Required work – Word for word, transcribe the data below.

Data for the task –
//! Post collector - turns the posts directory into sorted writings entries

use futures::stream::{self, StreamExt, TryStreamExt};
use std::collections::HashMap;
use std::path::{Path, PathBuf};
use walkdir::WalkDir;

use super::entry::{
    excerpt, first_image, image_path, is_remote_url, newest_first, route_for, slug_stem,
};
use super::{FrontMatter, PostEntry};
use crate::config::WritingsConfig;
use crate::error::{Error, Result};
use crate::images::ImageResolver;

/// Collects writings entries from a posts directory
///
/// Every call to [`PostCollector::collect_posts`] reads the directory afresh.
pub struct PostCollector<R> {
    posts_dir: PathBuf,
    options: WritingsConfig,
    resolver: R,
}

impl<R: ImageResolver> PostCollector<R> {
    /// Create a new collector
    pub fn new<P: AsRef<Path>>(posts_dir: P, options: WritingsConfig, resolver: R) -> Self {
        Self {
            posts_dir: posts_dir.as_ref().to_path_buf(),
            options,
            resolver,
        }
    }

    pub fn resolver(&self) -> &R {
        &self.resolver
    }

    /// Collect every published post, newest first
    pub async fn collect_posts(&self) -> Result<Vec<PostEntry>> {
        let paths = post_file_paths(&self.posts_dir)?;
        self.collect_from(paths).await
    }

    /// Collect the given post files (relative to the posts directory)
    pub async fn collect_from<I>(&self, paths: I) -> Result<Vec<PostEntry>>
    where
        I: IntoIterator<Item = PathBuf>,
    {
        let strict = self.options.strict;

        let collected: Vec<Option<PostEntry>> = stream::iter(paths)
            .map(|relative| async move {
                match self.collect_one(&relative).await {
                    Err(e) if !strict => {
                        tracing::warn!("Skipping {:?}: {}", relative, e);
                        Ok(None)
                    }
                    other => other,
                }
            })
            .buffered(self.options.image_concurrency.max(1))
            .try_collect()
            .await?;

        let mut seen: HashMap<String, PathBuf> = HashMap::new();
        let mut entries = Vec::with_capacity(collected.len());

        for entry in collected.into_iter().flatten() {
            if let Some(first) = seen.get(&entry.slug) {
                let err = Error::DuplicateSlug {
                    slug: entry.slug.clone(),
                    first: first.clone(),
                    second: entry.source.clone(),
                };
                if strict {
                    return Err(err);
                }
                tracing::warn!("Skipping duplicate: {}", err);
                continue;
            }
            seen.insert(entry.slug.clone(), entry.source.clone());
            entries.push(entry);
        }

        entries.sort_by(newest_first);

        tracing::info!("Collected {} writings", entries.len());
        Ok(entries)
    }

    /// Build the entry of a single post; `None` when it is unpublished
    async fn collect_one(&self, relative: &Path) -> Result<Option<PostEntry>> {
        let path = self.posts_dir.join(relative);

        let source = tokio::fs::read_to_string(&path)
            .await
            .map_err(|source| Error::Io {
                path: path.clone(),
                source,
            })?;

        let (mut frontmatter, body) = FrontMatter::parse(&source).map_err(|source| Error::Parse {
            path: path.clone(),
            source,
        })?;

        if frontmatter.is_unpublished() {
            tracing::debug!("Skipping unpublished {:?}", relative);
            return Ok(None);
        }

        let stem = slug_stem(relative);
        let slug = route_for(&self.options.route, &stem);

        // Without a banner, the first image of the post stands in
        if frontmatter.banner().is_none() {
            if let Some(url) = first_image(body) {
                frontmatter.banner = Some(url.to_string());
            }
        }

        // Remote banners are linked as-is; there is nothing local to measure
        let banner_path = frontmatter
            .banner()
            .filter(|banner| !is_remote_url(banner))
            .map(|banner| image_path(&stem, banner));
        if let Some(image) = banner_path {
            match self.resolver.resolve(&image).await {
                Ok(props) => frontmatter.banner_image_props = Some(props),
                Err(source) => {
                    let err = Error::ImageResolution {
                        path: image,
                        source,
                    };
                    if self.options.strict {
                        return Err(err);
                    }
                    tracing::warn!("Keeping {:?} without banner props: {}", relative, err);
                }
            }
        }

        tracing::debug!("Collected {:?} as {}", relative, slug);

        Ok(Some(PostEntry {
            date: frontmatter.parse_date(),
            content: excerpt(
                body,
                self.options.excerpt_length,
                &self.options.excerpt_marker,
            ),
            frontmatter,
            slug,
            source: path,
        }))
    }
}

/// Markdown post files under the posts directory, relative to it
pub fn post_file_paths(posts_dir: &Path) -> Result<Vec<PathBuf>> {
    if !posts_dir.exists() {
        tracing::warn!("Posts directory {:?} does not exist", posts_dir);
        return Ok(Vec::new());
    }

    let mut paths = Vec::new();

    for entry in WalkDir::new(posts_dir).follow_links(true).sort_by_file_name() {
        let entry = entry.map_err(|e| Error::Io {
            path: e
                .path()
                .map(Path::to_path_buf)
                .unwrap_or_else(|| posts_dir.to_path_buf()),
            source: e.into(),
        })?;

        let path = entry.path();
        if entry.file_type().is_file() && is_post_file(path) {
            let relative = path.strip_prefix(posts_dir).unwrap_or(path);
            paths.push(relative.to_path_buf());
        }
    }

    Ok(paths)
}

/// Check if a file is a markdown post
fn is_post_file(path: &Path) -> bool {
    path.extension()
        .and_then(|e| e.to_str())
        .map(|e| e == "md" || e == "mdx")
        .unwrap_or(false)
}
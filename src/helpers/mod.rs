//! Helper functions shared by the generator and the templates

mod date;
mod html;
mod url;

pub use date::*;
pub use html::*;
pub use url::*;
//! Date helper functions

use chrono::{DateTime, TimeZone};

/// Format a date using Moment.js-compatible format string
///
/// # Examples
/// ```ignore
/// format_date(&date, "YYYY-MM-DD") // -> "2024-01-15"
/// ```
pub fn format_date<Tz: TimeZone>(date: &DateTime<Tz>, format: &str) -> String
where
    Tz::Offset: std::fmt::Display,
{
    let chrono_format = moment_to_chrono_format(format);
    date.format(&chrono_format).to_string()
}

/// Format a date in ISO 8601 / XML format
pub fn date_xml<Tz: TimeZone>(date: &DateTime<Tz>) -> String
where
    Tz::Offset: std::fmt::Display,
{
    date.format("%Y-%m-%dT%H:%M:%S%:z").to_string()
}

/// Convert Moment.js format to chrono format
fn moment_to_chrono_format(format: &str) -> String {
    // Longest tokens first within each family
    let replacements = [
        ("YYYY", "%Y"),
        ("YY", "%y"),
        ("MMMM", "%B"),
        ("MMM", "%b"),
        ("MM", "%m"),
        ("DDDD", "%j"),
        ("DD", "%d"),
        ("HH", "%H"),
        ("hh", "%I"),
        ("mm", "%M"),
        ("ss", "%S"),
        ("dddd", "%A"),
        ("ddd", "%a"),
        ("ZZ", "%z"),
    ];

    let mut result = format.to_string();

    for (from, to) in replacements {
        result = result.replace(from, to);
    }

    // "LL" is Moment's long date
    if result == "LL" {
        return "%B %-d, %Y".to_string();
    }

    result
}

#[cfg(test)]
mod tests {
    use super::*;
    use chrono::Utc;

    #[test]
    fn test_format_date() {
        let date = Utc.with_ymd_and_hms(2024, 1, 5, 10, 30, 0).unwrap();
        assert_eq!(format_date(&date, "YYYY-MM-DD"), "2024-01-05");
        assert_eq!(format_date(&date, "YYYY/MM/DD"), "2024/01/05");
        assert_eq!(format_date(&date, "LL"), "January 5, 2024");
    }

    #[test]
    fn test_date_xml() {
        let date = Utc.with_ymd_and_hms(2024, 1, 5, 10, 30, 0).unwrap();
        assert_eq!(date_xml(&date), "2024-01-05T10:30:00+00:00");
    }

    #[test]
    fn test_moment_to_chrono() {
        assert_eq!(moment_to_chrono_format("YYYY-MM-DD"), "%Y-%m-%d");
        assert_eq!(moment_to_chrono_format("HH:mm:ss"), "%H:%M:%S");
    }
}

Answer to this exercise –
//! Post collector - turns the posts directory into sorted writings entries

use futures::stream::{self, StreamExt, TryStreamExt};
use std::collections::HashMap;
use std::path::{Path, PathBuf};
use walkdir::WalkDir;

use super::entry::{
    excerpt, first_image, image_path, is_remote_url, newest_first, route_for, slug_stem,
};
use super::{FrontMatter, PostEntry};
use crate::config::WritingsConfig;
use crate::error::{Error, Result};
use crate::images::ImageResolver;

/// Collects writings entries from a posts directory
///
/// Every call to [`PostCollector::collect_posts`] reads the directory afresh.
pub struct PostCollector<R> {
    posts_dir: PathBuf,
    options: WritingsConfig,
    resolver: R,
}

impl<R: ImageResolver> PostCollector<R> {
    /// Create a new collector
    pub fn new<P: AsRef<Path>>(posts_dir: P, options: WritingsConfig, resolver: R) -> Self {
        Self {
            posts_dir: posts_dir.as_ref().to_path_buf(),
            options,
            resolver,
        }
    }

    pub fn resolver(&self) -> &R {
        &self.resolver
    }

    /// Collect every published post, newest first
    pub async fn collect_posts(&self) -> Result<Vec<PostEntry>> {
        let paths = post_file_paths(&self.posts_dir)?;
        self.collect_from(paths).await
    }

    /// Collect the given post files (relative to the posts directory)
    pub async fn collect_from<I>(&self, paths: I) -> Result<Vec<PostEntry>>
    where
        I: IntoIterator<Item = PathBuf>,
    {
        let strict = self.options.strict;

        let collected: Vec<Option<PostEntry>> = stream::iter(paths)
            .map(|relative| async move {
                match self.collect_one(&relative).await {
                    Err(e) if !strict => {
                        tracing::warn!("Skipping {:?}: {}", relative, e);
                        Ok(None)
                    }
                    other => other,
                }
            })
            .buffered(self.options.image_concurrency.max(1))
            .try_collect()
            .await?;

        let mut seen: HashMap<String, PathBuf> = HashMap::new();
        let mut entries = Vec::with_capacity(collected.len());

        for entry in collected.into_iter().flatten() {
            if let Some(first) = seen.get(&entry.slug) {
                let err = Error::DuplicateSlug {
                    slug: entry.slug.clone(),
                    first: first.clone(),
                    second: entry.source.clone(),
                };
                if strict {
                    return Err(err);
                }
                tracing::warn!("Skipping duplicate: {}", err);
                continue;
            }
            seen.insert(entry.slug.clone(), entry.source.clone());
            entries.push(entry);
        }

        entries.sort_by(newest_first);

        tracing::info!("Collected {} writings", entries.len());
        Ok(entries)
    }

    /// Build the entry of a single post; `None` when it is unpublished
    async fn collect_one(&self, relative: &Path) -> Result<Option<PostEntry>> {
        let path = self.posts_dir.join(relative);

        let source = tokio::fs::read_to_string(&path)
            .await
            .map_err(|source| Error::Io {
                path: path.clone(),
                source,
            })?;

        let (mut frontmatter, body) = FrontMatter::parse(&source).map_err(|source| Error::Parse {
            path: path.clone(),
            source,
        })?;

        if frontmatter.is_unpublished() {
            tracing::debug!("Skipping unpublished {:?}", relative);
            return Ok(None);
        }

        let stem = slug_stem(relative);
        let slug = route_for(&self.options.route, &stem);

        // Without a banner, the first image of the post stands in
        if frontmatter.banner().is_none() {
            if let Some(url) = first_image(body) {
                frontmatter.banner = Some(url.to_string());
            }
        }

        // Remote banners are linked as-is; there is nothing local to measure
        let banner_path = frontmatter
            .banner()
            .filter(|banner| !is_remote_url(banner))
            .map(|banner| image_path(&stem, banner));
        if let Some(image) = banner_path {
            match self.resolver.resolve(&image).await {
                Ok(props) => frontmatter.banner_image_props = Some(props),
                Err(source) => {
                    let err = Error::ImageResolution {
                        path: image,
                        source,
                    };
                    if self.options.strict {
                        return Err(err);
                    }
                    tracing::warn!("Keeping {:?} without banner props: {}", relative, err);
                }
            }
        }

        tracing::debug!("Collected {:?} as {}", relative, slug);

        Ok(Some(PostEntry {
            date: frontmatter.parse_date(),
            content: excerpt(
                body,
                self.options.excerpt_length,
                &self.options.excerpt_marker,
            ),
            frontmatter,
            slug,
            source: path,
        }))
    }
}

/// Markdown post files under the posts directory, relative to it
pub fn post_file_paths(posts_dir: &Path) -> Result<Vec<PathBuf>> {
    if !posts_dir.exists() {
        tracing::warn!("Posts directory {:?} does not exist", posts_dir);
        return Ok(Vec::new());
    }

    let mut paths = Vec::new();

    for entry in WalkDir::new(posts_dir).follow_links(true).sort_by_file_name() {
        let entry = entry.map_err(|e| Error::Io {
            path: e
                .path()
                .map(Path::to_path_buf)
                .unwrap_or_else(|| posts_dir.to_path_buf()),
            source: e.into(),
        })?;

        let path = entry.path();
        if entry.file_type().is_file() && is_post_file(path) {
            let relative = path.strip_prefix(posts_dir).unwrap_or(path);
            paths.push(relative.to_path_buf());
        }
    }

    Ok(paths)
}

/// Check if a file is a markdown post
fn is_post_file(path: &Path) -> bool {
    path.extension()
        .and_then(|e| e.to_str())
        .map(|e| e == "md" || e == "mdx")
        .unwrap_or(false)
}
filename src/helpers/mod.rs
//! Helper functions shared by the generator and the templates

mod date;
mod html;
mod url;

pub use date::*;
pub use html::*;
pub use url::*;
//! Date helper functions

use chrono::{DateTime, TimeZone};

/// Format a date using Moment.js-compatible format string
///
/// # Examples
/// ```ignore
/// format_date(&date, "YYYY-MM-DD") // -> "2024-01-15"
/// ```
pub fn format_date<Tz: TimeZone>(date: &DateTime<Tz>, format: &str) -> String
where
    Tz::Offset: std::fmt::Display,
{
    let chrono_format = moment_to_chrono_format(format);
    date.format(&chrono_format).to_string()
}

/// Format a date in ISO 8601 / XML format
pub fn date_xml<Tz: TimeZone>(date: &DateTime<Tz>) -> String
where
    Tz::Offset: std::fmt::Display,
{
    date.format("%Y-%m-%dT%H:%M:%S%:z").to_string()
}

/// Convert Moment.js format to chrono format
fn moment_to_chrono_format(format: &str) -> String {
    // Longest tokens first within each family
    let replacements = [
        ("YYYY", "%Y"),
        ("YY", "%y"),
        ("MMMM", "%B"),
        ("MMM", "%b"),
        ("MM", "%m"),
        ("DDDD", "%j"),
        ("DD", "%d"),
        ("HH", "%H"),
        ("hh", "%I"),
        ("mm", "%M"),
        ("ss", "%S"),
        ("dddd", "%A"),
        ("ddd", "%a"),
        ("ZZ", "%z"),
    ];

    let mut result = format.to_string();

    for (from, to) in replacements {
        result = result.replace(from, to);
    }

    // "LL" is Moment's long date
    if result == "LL" {
        return "%B %-d, %Y".to_string();
    }

    result
}

#[cfg(test)]
mod tests {
    use super::*;
    use chrono::Utc;

    #[test]
    fn test_format_date() {
        let date = Utc.with_ymd_and_hms(2024, 1, 5, 10, 30, 0).unwrap();
        assert_eq!(format_date(&date, "YYYY-MM-DD"), "2024-01-05");
        assert_eq!(format_date(&date, "YYYY/MM/DD"), "2024/01/05");
        assert_eq!(format_date(&date, "LL"), "January 5, 2024");
    }

    #[test]
    fn test_date_xml() {
        let date = Utc.with_ymd_and_hms(2024, 1, 5, 10, 30, 0).unwrap();
        assert_eq!(date_xml(&date), "2024-01-05T10:30:00+00:00");
    }

    #[test]
    fn test_moment_to_chrono() {
        assert_eq!(moment_to_chrono_format("YYYY-MM-DD"), "%Y-%m-%d");
        assert_eq!(moment_to_chrono_format("HH:mm:ss"), "%H:%M:%S");
    }
}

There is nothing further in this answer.